There are a lot of confusions

*1) **FreeBSD kernel module ext2fs*

Since FreeBSD 12, FreeBSD is "theoretically" able to mount in RW ext2, ext3, ext4 using the kernel module ext2fs which is a generic module for all ext class filesystems.
It is true that FreeBSD is unable to differentiate which version of ext it is

Using `files -s /dev/...` or `fstyp /dev/...` will only report ext2 class linux filesystem under FreeBSD
The same `file` command under Linux will not send the same result, it will send the exact version of ext

I have tested on my FreeBSD system and confirm again that point. YOU CAN'T RELY on theses commands to guess the filesystem type
Moreover, xfs, btrfs,reiserfs won't be detected at all.
To define the exact linux filesystem, one must use linux `blkid` included in the package sysutils/e2fsprogs

So using the FreeBSD kernel module, there is no need to install a fuse port, just the need to load the kernel module that in most case should auto load. We mount the partition with a simple command

`mount -t ext2fs -o rw /dev/... /mountpoint`

The option "allow-other" is not available because "allow-other" is a fuse option.
In this case we don't use fuse.

*But* : it is not recommended to use FreeBSD kernel module to mount ext3/ext4 in RW mode and in most of case mounting fails. ext2fs kernel module only handles correctly Ext2 in RW mode (that was already the case long time ago now ) .

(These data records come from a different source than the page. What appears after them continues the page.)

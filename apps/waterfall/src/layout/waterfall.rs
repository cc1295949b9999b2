//! `WaterfallLayout`, the host-facing layout object.
//!
//! Owns the options, the current viewport, and the geometry of the last pass.
//! Option setters only invalidate when the value actually changes; a viewport
//! change only invalidates when its width changes. The host drives passes with
//! [`WaterfallLayout::prepare`] (always recomputes) or
//! [`WaterfallLayout::prepare_if_needed`].
//!
//! Queries read the last prepared pass. Nothing is synchronized: the host must
//! not hold query results across a call to `prepare`.

use tracing::{debug, trace};

use crate::errors::LayoutError;
use crate::layout::attributes::{ElementKind, IndexPath, LayoutAttributes};
use crate::layout::engine::{compute_layout, LayoutResult};
use crate::layout::geometry::{EdgeInsets, Rect, Size};
use crate::layout::options::{LayoutConfig, SectionOverrides};
use crate::layout::source::ItemSource;
use crate::layout::spatial_index::SpatialIndex;

#[derive(Debug, Default)]
pub struct WaterfallLayout {
    config: LayoutConfig,
    overrides: SectionOverrides,
    viewport: Size,
    prepared: Option<Prepared>,
    invalidated: bool,
}

#[derive(Debug)]
struct Prepared {
    result: LayoutResult,
    index: SpatialIndex,
}

impl WaterfallLayout {
    pub fn new(config: LayoutConfig) -> Self {
        Self {
            config,
            invalidated: true,
            ..Self::default()
        }
    }

    pub fn with_overrides(mut self, overrides: SectionOverrides) -> Self {
        self.overrides = overrides;
        self
    }

    pub fn config(&self) -> &LayoutConfig {
        &self.config
    }

    pub fn viewport(&self) -> Size {
        self.viewport
    }

    /// True when the next `prepare_if_needed` will run a pass.
    pub fn is_invalidated(&self) -> bool {
        self.invalidated || self.prepared.is_none()
    }

    pub fn invalidate(&mut self) {
        if !self.invalidated {
            trace!("Waterfall layout invalidated");
        }
        self.invalidated = true;
    }

    // ── option setters ──────────────────────────────────────────────────────

    pub fn set_column_count(&mut self, column_count: usize) {
        let changed = self.config.column_count != column_count;
        self.config.column_count = column_count;
        self.invalidate_if_changed("column_count", changed);
    }

    pub fn set_minimum_column_spacing(&mut self, spacing: f32) {
        let changed = self.config.minimum_column_spacing != spacing;
        self.config.minimum_column_spacing = spacing;
        self.invalidate_if_changed("minimum_column_spacing", changed);
    }

    pub fn set_minimum_interitem_spacing(&mut self, spacing: f32) {
        let changed = self.config.minimum_interitem_spacing != spacing;
        self.config.minimum_interitem_spacing = spacing;
        self.invalidate_if_changed("minimum_interitem_spacing", changed);
    }

    pub fn set_header_height(&mut self, height: f32) {
        let changed = self.config.header_height != height;
        self.config.header_height = height;
        self.invalidate_if_changed("header_height", changed);
    }

    pub fn set_footer_height(&mut self, height: f32) {
        let changed = self.config.footer_height != height;
        self.config.footer_height = height;
        self.invalidate_if_changed("footer_height", changed);
    }

    pub fn set_header_inset(&mut self, inset: EdgeInsets) {
        let changed = self.config.header_inset != inset;
        self.config.header_inset = inset;
        self.invalidate_if_changed("header_inset", changed);
    }

    pub fn set_footer_inset(&mut self, inset: EdgeInsets) {
        let changed = self.config.footer_inset != inset;
        self.config.footer_inset = inset;
        self.invalidate_if_changed("footer_inset", changed);
    }

    pub fn set_section_inset(&mut self, inset: EdgeInsets) {
        let changed = self.config.section_inset != inset;
        self.config.section_inset = inset;
        self.invalidate_if_changed("section_inset", changed);
    }

    /// Replaces every per-section override. Always invalidates.
    pub fn set_overrides(&mut self, overrides: SectionOverrides) {
        self.overrides = overrides;
        self.invalidate_if_changed("overrides", true);
    }

    fn invalidate_if_changed(&mut self, option: &'static str, changed: bool) {
        if changed {
            debug!(option, "Layout option changed");
            self.invalidate();
        }
    }

    // ── viewport ────────────────────────────────────────────────────────────

    /// Column geometry depends only on width, so a height-only change keeps the layout.
    pub fn should_invalidate_for_bounds_change(&self, new_viewport: Size) -> bool {
        new_viewport.width != self.viewport.width
    }

    pub fn set_viewport(&mut self, viewport: Size) {
        if self.should_invalidate_for_bounds_change(viewport) {
            debug!(
                old_width = self.viewport.width,
                new_width = viewport.width,
                "Viewport width changed"
            );
            self.invalidate();
        }
        self.viewport = viewport;
    }

    // ── layout passes ───────────────────────────────────────────────────────

    /// Runs a full pass against `source` and rebuilds the spatial index.
    ///
    /// On error the previous geometry is dropped and the layout stays invalidated.
    pub fn prepare<S>(&mut self, source: &S) -> Result<(), LayoutError>
    where
        S: ItemSource + ?Sized,
    {
        self.prepared = None;
        self.invalidated = true;

        let result = compute_layout(source, &self.config, &self.overrides, self.viewport.width)?;
        let index = SpatialIndex::build(&result.elements);
        self.prepared = Some(Prepared { result, index });
        self.invalidated = false;
        Ok(())
    }

    /// Runs [`prepare`](Self::prepare) only if the layout is invalidated.
    /// Returns whether a pass ran.
    pub fn prepare_if_needed<S>(&mut self, source: &S) -> Result<bool, LayoutError>
    where
        S: ItemSource + ?Sized,
    {
        if !self.is_invalidated() {
            return Ok(false);
        }
        self.prepare(source)?;
        Ok(true)
    }

    // ── queries ─────────────────────────────────────────────────────────────

    pub fn result(&self) -> Option<&LayoutResult> {
        self.prepared.as_ref().map(|p| &p.result)
    }

    /// Raw content height of the last pass: column 0's final cursor.
    ///
    /// Unlike [`content_size`](Self::content_size) this is not clamped. A layout
    /// whose trailing sections are empty ends its cursor above where it started,
    /// so the value can be negative (-10 for one empty section with the default
    /// spacing). 0 when nothing is prepared.
    pub fn content_height(&self) -> f32 {
        self.result().map_or(0.0, |r| r.content_height)
    }

    /// Scrollable content size: the viewport width by the content height.
    ///
    /// Zero when nothing is prepared or the last pass had no sections. A negative
    /// content height (possible when trailing sections are empty) reports as 0.
    pub fn content_size(&self) -> Size {
        match self.result() {
            Some(result) if result.section_count() > 0 => {
                Size::new(self.viewport.width, result.content_height.max(0.0))
            }
            _ => Size::ZERO,
        }
    }

    pub fn attributes_for_item(&self, index_path: IndexPath) -> Option<&LayoutAttributes> {
        self.result()?.attributes_for_item(index_path)
    }

    /// Looks up a header or footer by its string tag. Unknown tags give `None`.
    pub fn attributes_for_supplementary(
        &self,
        kind: &str,
        section: usize,
    ) -> Option<&LayoutAttributes> {
        let result = self.result()?;
        match kind.parse::<ElementKind>().ok()? {
            ElementKind::SectionHeader => result.headers.get(&section),
            ElementKind::SectionFooter => result.footers.get(&section),
            ElementKind::Cell => None,
        }
    }

    pub fn frame_for_item(&self, index_path: IndexPath) -> Option<Rect> {
        self.result()?.frame_for_item(index_path)
    }

    pub fn frame_for_header(&self, section: usize) -> Option<Rect> {
        self.result()?.frame_for_header(section)
    }

    pub fn frame_for_footer(&self, section: usize) -> Option<Rect> {
        self.result()?.frame_for_footer(section)
    }

    /// Elements intersecting `rect`, in placement order.
    pub fn elements_in_rect(&self, rect: &Rect) -> Vec<&LayoutAttributes> {
        self.prepared
            .as_ref()
            .map(|p| p.index.elements_intersecting(&p.result.elements, rect))
            .unwrap_or_default()
    }
}

// ────────────────────────────────────────────────────────────────────────────
// Tests
// ────────────────────────────────────────────────────────────────────────────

- FreeBSD kernel module doesn't support EXT3/4 journaling. As long as journaling is activated on ext3/ext4 (which is the behavior by default on this class of filesystem, as opposed to ext2 which has no journalization option), it is not recommended to use FreeBSD kernel module. And even if you deactivate journaling, reconnecting this media on a Linux machine, and Linux tends to reactivate the journal.

- In most of case mounting operations terminate with an error if a journal is present . If the filesystem is not flagged clean (such thing happens often when media hasn't been disconnected cleanly), it is required to replay the ext3/ext4 journal before mounting to reflag the filesystem as clean. FreeBSD is unable to do that by default. If no journal is present, it seems that FreeBSD can mount ext3/ext4 filesystem even if the filesystem is marked "unclean". This may be potentially dangerous....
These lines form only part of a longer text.